Python Json.dump 失败，“必须是 unicode，而不是 str”类型错误

Question

提问by IronWaffleMan

I have a json file which happens to have a multitude of Chinese and Japanese (and other language) characters. I'm loading it into my python 2.7 script using io.openas follows:

我有一个 json 文件，它恰好有大量的中文和日文（和其他语言）字符。我正在使用io.open如下方法将它加载到我的 python 2.7 脚本中：

with io.open('multiIdName.json', encoding="utf-8") as json_data:
    cards = json.load(json_data)

I add a new property to the json, all good. Then I attempt to write it back out to another file:

我向 json 添加了一个新属性，一切都很好。然后我尝试将它写回另一个文件：

with io.open("testJson.json",'w',encoding="utf-8") as outfile:
        json.dump(cards, outfile, ensure_ascii=False)

That's when I get the error TypeError: must be unicode, not str

那是我收到错误的时候 TypeError: must be unicode, not str

I tried writing the outfile as a binary (with io.open("testJson.json",'wb') as outfile:), but I end up with stuff this:

我尝试将输出文件编写为二进制 ( with io.open("testJson.json",'wb') as outfile:)，但最终得到了以下内容：

{"multiverseid": 262906, "name": "\u00e6\u00b8\u00b8\u00e9\u009a\u00bc\u00e7\u008b\u00ae\u00e9\u00b9\u00ab", "language": "Chinese Simplified"}

I thought opening and writing it in the same encoding would be enough, as well as the ensure_ascii flag, but clearly not. I just want to preserve the characters that existed in the file before I run my script, without them turning into \u's.

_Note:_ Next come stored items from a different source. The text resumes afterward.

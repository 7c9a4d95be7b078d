use std::env;
use std::time::Duration;

use async_trait::async_trait;
use serde::Deserialize;
use serde_json::json;
use thiserror::Error;
use tracing::debug;

#[derive(Debug, Clone, Copy, PartialEq, Eq)]
pub enum LlmProvider {
    OpenAi,
    Anthropic,
    Local,
}

impl LlmProvider {
    pub fn as_str(&self) -> &'static str {
        match self {
            LlmProvider::OpenAi => "openai",
            LlmProvider::Anthropic => "anthropic",
            LlmProvider::Local => "local",
        }
    }

    pub fn from_str(value: &str) -> Option<Self> {
        match value.to_lowercase().as_str() {
            "openai" => Some(LlmProvider::OpenAi),
            "anthropic" => Some(LlmProvider::Anthropic),
            "local" => Some(LlmProvider::Local),
            _ => None,
        }
    }
}

#[derive(Debug, Clone, Default)]
pub struct CompletionRequest {
    pub system: Option<String>,
    pub user: String,
}

/// Knobs for a single completion call. The defaults match the intent of the
/// pipeline: near-deterministic, factual answers with a bounded length.
/// The timeout is enforced by the caller around the whole call.
#[derive(Debug, Clone)]
pub struct CompletionOptions {
    pub temperature: f32,
    pub max_tokens: u32,
    pub timeout: Duration,
}

impl Default for CompletionOptions {
    fn default() -> Self {
        Self {
            temperature: 0.1,
            max_tokens: 1000,
            timeout: Duration::from_secs(30),
        }
    }
}

#[derive(Debug, Clone)]
pub struct CompletionResponse {
    pub content: String,
    pub prompt_tokens: u32,
    pub completion_tokens: u32,
}

impl CompletionResponse {
    pub fn total_tokens(&self) -> u32 {
        self.prompt_tokens.saturating_add(self.completion_tokens)
    }
}

#[derive(Error, Debug)]
pub enum LlmError {
    #[error("{0} is not set")]
    Unconfigured(&'static str),
    #[error("unknown provider: {0}")]
    UnknownProvider(String),
    #[error("request failed: {0}")]
    Transport(#[from] reqwest::Error),
    #[error("provider returned status {status}: {body}")]
    Api { status: u16, body: String },
    #[error("missing text in provider response")]
    MissingContent,
}

/// The language-model capability as seen by the Q&A pipeline. Implemented by
/// the real provider client below and by deterministic fakes in tests.
#[async_trait]
pub trait Completion: Send + Sync {
    async fn complete(
        &self,
        request: &CompletionRequest,
        options: &CompletionOptions,
    ) -> Result<CompletionResponse, LlmError>;

    /// Human-readable provider/model label for health reporting.
    fn describe(&self) -> String;
}

pub struct LlmClient {
    http: reqwest::Client,
    provider: LlmProvider,
    model: String,
    config: ProviderConfig,
}

enum ProviderConfig {
    OpenAi { api_key: String, base_url: String },
    Anthropic { api_key: String },
    Local,
}

impl LlmClient {
    pub fn new(provider: LlmProvider, model: impl Into<String>) -> Result<Self, LlmError> {
        let config = match provider {
            LlmProvider::OpenAi => ProviderConfig::OpenAi {
                api_key: read_api_key("OPENAI_API_KEY")?,
                base_url: env::var("OPENAI_BASE_URL")
                    .unwrap_or_else(|_| "https://api.openai.com/v1".to_string()),
            },
            LlmProvider::Anthropic => ProviderConfig::Anthropic {
                api_key: read_api_key("ANTHROPIC_API_KEY")?,
            },
            LlmProvider::Local => ProviderConfig::Local,
        };
        Ok(Self {
            http: reqwest::Client::new(),
            provider,
            model: model.into(),
            config,
        })
    }

    /// Build a client from `RPTQA_LLM_PROVIDER` / `RPTQA_LLM_MODEL`. A missing
    /// credential surfaces as `LlmError::Unconfigured` so the service can run
    /// degraded instead of failing on the first question.
    pub fn from_env() -> Result<Self, LlmError> {
        let provider_name =
            env::var("RPTQA_LLM_PROVIDER").unwrap_or_else(|_| "openai".to_string());
        let provider = LlmProvider::from_str(&provider_name)
            .ok_or(LlmError::UnknownProvider(provider_name))?;
        let model =
            env::var("RPTQA_LLM_MODEL").unwrap_or_else(|_| default_model(provider).to_string());
        Self::new(provider, model)
    }

    pub fn provider(&self) -> LlmProvider {
        self.provider
    }

    pub fn model(&self) -> &str {
        &self.model
    }

    async fn complete_openai(
        &self,
        api_key: &str,
        base_url: &str,
        request: &CompletionRequest,
        options: &CompletionOptions,
    ) -> Result<CompletionResponse, LlmError> {
        let url = format!("{}/chat/completions", base_url.trim_end_matches('/'));
        let mut messages = Vec::new();
        if let Some(system) = &request.system {
            messages.push(json!({ "role": "system", "content": system }));
        }
        messages.push(json!({ "role": "user", "content": request.user }));
        let payload = json!({
            "model": self.model,
            "messages": messages,
            "temperature": options.temperature,
            "max_tokens": options.max_tokens,
        });
        let response = self
            .http
            .post(&url)
            .bearer_auth(api_key)
            .json(&payload)
            .send()
            .await?;
        let status = response.status();
        if !status.is_success() {
            let body = response.text().await.unwrap_or_default();
            return Err(LlmError::Api {
                status: status.as_u16(),
                body,
            });
        }
        let decoded: ChatResponse = response.json().await?;
        let content = decoded
            .choices
            .into_iter()
            .next()
            .map(|choice| choice.message.content)
            .ok_or(LlmError::MissingContent)?;
        let usage = decoded.usage.unwrap_or_default();
        Ok(CompletionResponse {
            content,
            prompt_tokens: usage.prompt_tokens.unwrap_or(0),
            completion_tokens: usage.completion_tokens.unwrap_or(0),
        })
    }

    async fn complete_anthropic(
        &self,
        api_key: &str,
        request: &CompletionRequest,
        options: &CompletionOptions,
    ) -> Result<CompletionResponse, LlmError> {
        let mut payload = json!({
            "model": self.model,
            "max_tokens": options.max_tokens,
            "temperature": options.temperature,
            "messages": [ { "role": "user", "content": request.user } ],
        });
        if let Some(system) = &request.system {
            payload["system"] = json!(system);
        }
        let response = self
            .http
            .post("https://api.anthropic.com/v1/messages")
            .header("x-api-key", api_key)
            .header("anthropic-version", "2023-06-01")
            .json(&payload)
            .send()
            .await?;
        let status = response.status();
        if !status.is_success() {
            let body = response.text().await.unwrap_or_default();
            return Err(LlmError::Api {
                status: status.as_u16(),
                body,
            });
        }
        let decoded: AnthropicResponse = response.json().await?;
        let content = decoded
            .content
            .into_iter()
            .find_map(|part| part.text)
            .ok_or(LlmError::MissingContent)?;
        let usage = decoded.usage.unwrap_or_default();
        Ok(CompletionResponse {
            content,
            prompt_tokens: usage.input_tokens.unwrap_or(0),
            completion_tokens: usage.output_tokens.unwrap_or(0),
        })
    }

    /// Offline provider: answers by echoing the leading words of the question
    /// and context. Exists so the full pipeline can run without credentials.
    fn complete_local(&self, request: &CompletionRequest) -> CompletionResponse {
        let content = format!(
            "Based on the report metadata provided: {}",
            summarize_text(&request.user, 40)
        );
        CompletionResponse {
            content,
            prompt_tokens: 0,
            completion_tokens: 0,
        }
    }
}

#[async_trait]
impl Completion for LlmClient {
    async fn complete(
        &self,
        request: &CompletionRequest,
        options: &CompletionOptions,
    ) -> Result<CompletionResponse, LlmError> {
        debug!(provider = self.provider.as_str(), model = %self.model, "issuing completion");
        match &self.config {
            ProviderConfig::OpenAi { api_key, base_url } => {
                self.complete_openai(api_key, base_url, request, options)
                    .await
            }
            ProviderConfig::Anthropic { api_key } => {
                self.complete_anthropic(api_key, request, options).await
            }
            ProviderConfig::Local => Ok(self.complete_local(request)),
        }
    }

    fn describe(&self) -> String {
        format!("{}/{}", self.provider.as_str(), self.model)
    }
}

fn default_model(provider: LlmProvider) -> &'static str {
    match provider {
        LlmProvider::OpenAi => "gpt-4o",
        LlmProvider::Anthropic => "claude-3-5-sonnet",
        LlmProvider::Local => "local",
    }
}

fn read_api_key(var: &'static str) -> Result<String, LlmError> {
    match env::var(var) {
        Ok(value) if !value.trim().is_empty() => Ok(value),
        _ => Err(LlmError::Unconfigured(var)),
    }
}

fn summarize_text(text: &str, max_words: usize) -> String {
    text.split_whitespace()
        .take(max_words)
        .collect::<Vec<&str>>()
        .join(" ")
}

#[derive(Default, Deserialize)]
struct ChatUsage {
    prompt_tokens: Option<u32>,
    completion_tokens: Option<u32>,
}

#[derive(Deserialize)]
struct ChatResponse {
    choices: Vec<ChatChoice>,
    usage: Option<ChatUsage>,
}

#[derive(Deserialize)]
struct ChatChoice {
    message: ChatMessage,
}

#[derive(Deserialize)]
struct ChatMessage {
    content: String,
}

#[derive(Deserialize)]
struct AnthropicResponse {
    content: Vec<AnthropicContent>,
    #[serde(default)]
    usage: Option<AnthropicUsage>,
}

#[derive(Deserialize)]
struct AnthropicContent {
    text: Option<String>,
}

#[derive(Default, Deserialize)]
struct AnthropicUsage {
    input_tokens: Option<u32>,
    output_tokens: Option<u32>,
}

我认为以相同的编码打开和编写它就足够了，还有 ensure_ascii 标志，但显然不是。我只想在运行我的脚本之前保留文件中存在的字符，而不会将它们变成 \u。

Answer 1

回答by Yaron

Can you try the following?

您可以尝试以下方法吗？

with io.open("testJson.json",'w',encoding="utf-8") as outfile:
  outfile.write(unicode(json.dumps(cards, ensure_ascii=False)))

Answer 2

回答by Antti Haapala

The reason for this error is the completely stupid behaviour of json.dumpsin Python 2:

此错误的原因是json.dumpsPython 2 中完全愚蠢的行为：

>>> json.dumps({'a': 'a'}, ensure_ascii=False)
'{"a": "a"}'
>>> json.dumps({'a': u'a'}, ensure_ascii=False)
u'{"a": "a"}'
>>> json.dumps({'a': '?'}, ensure_ascii=False)
'{"a": "\xc3\xa4"}'
>>> json.dumps({u'a': '?'}, ensure_ascii=False)
Traceback (most recent call last):
  File "<stdin>", line 1, in <module>
  File "/usr/lib/python2.7/json/__init__.py", line 250, in dumps
    sort_keys=sort_keys, **kw).encode(obj)
  File "/usr/lib/python2.7/json/encoder.py", line 210, in encode
    return ''.join(chunks)
UnicodeDecodeError: 'ascii' codec can't decode byte 0xc3 in position 1: ordinal not in range(128)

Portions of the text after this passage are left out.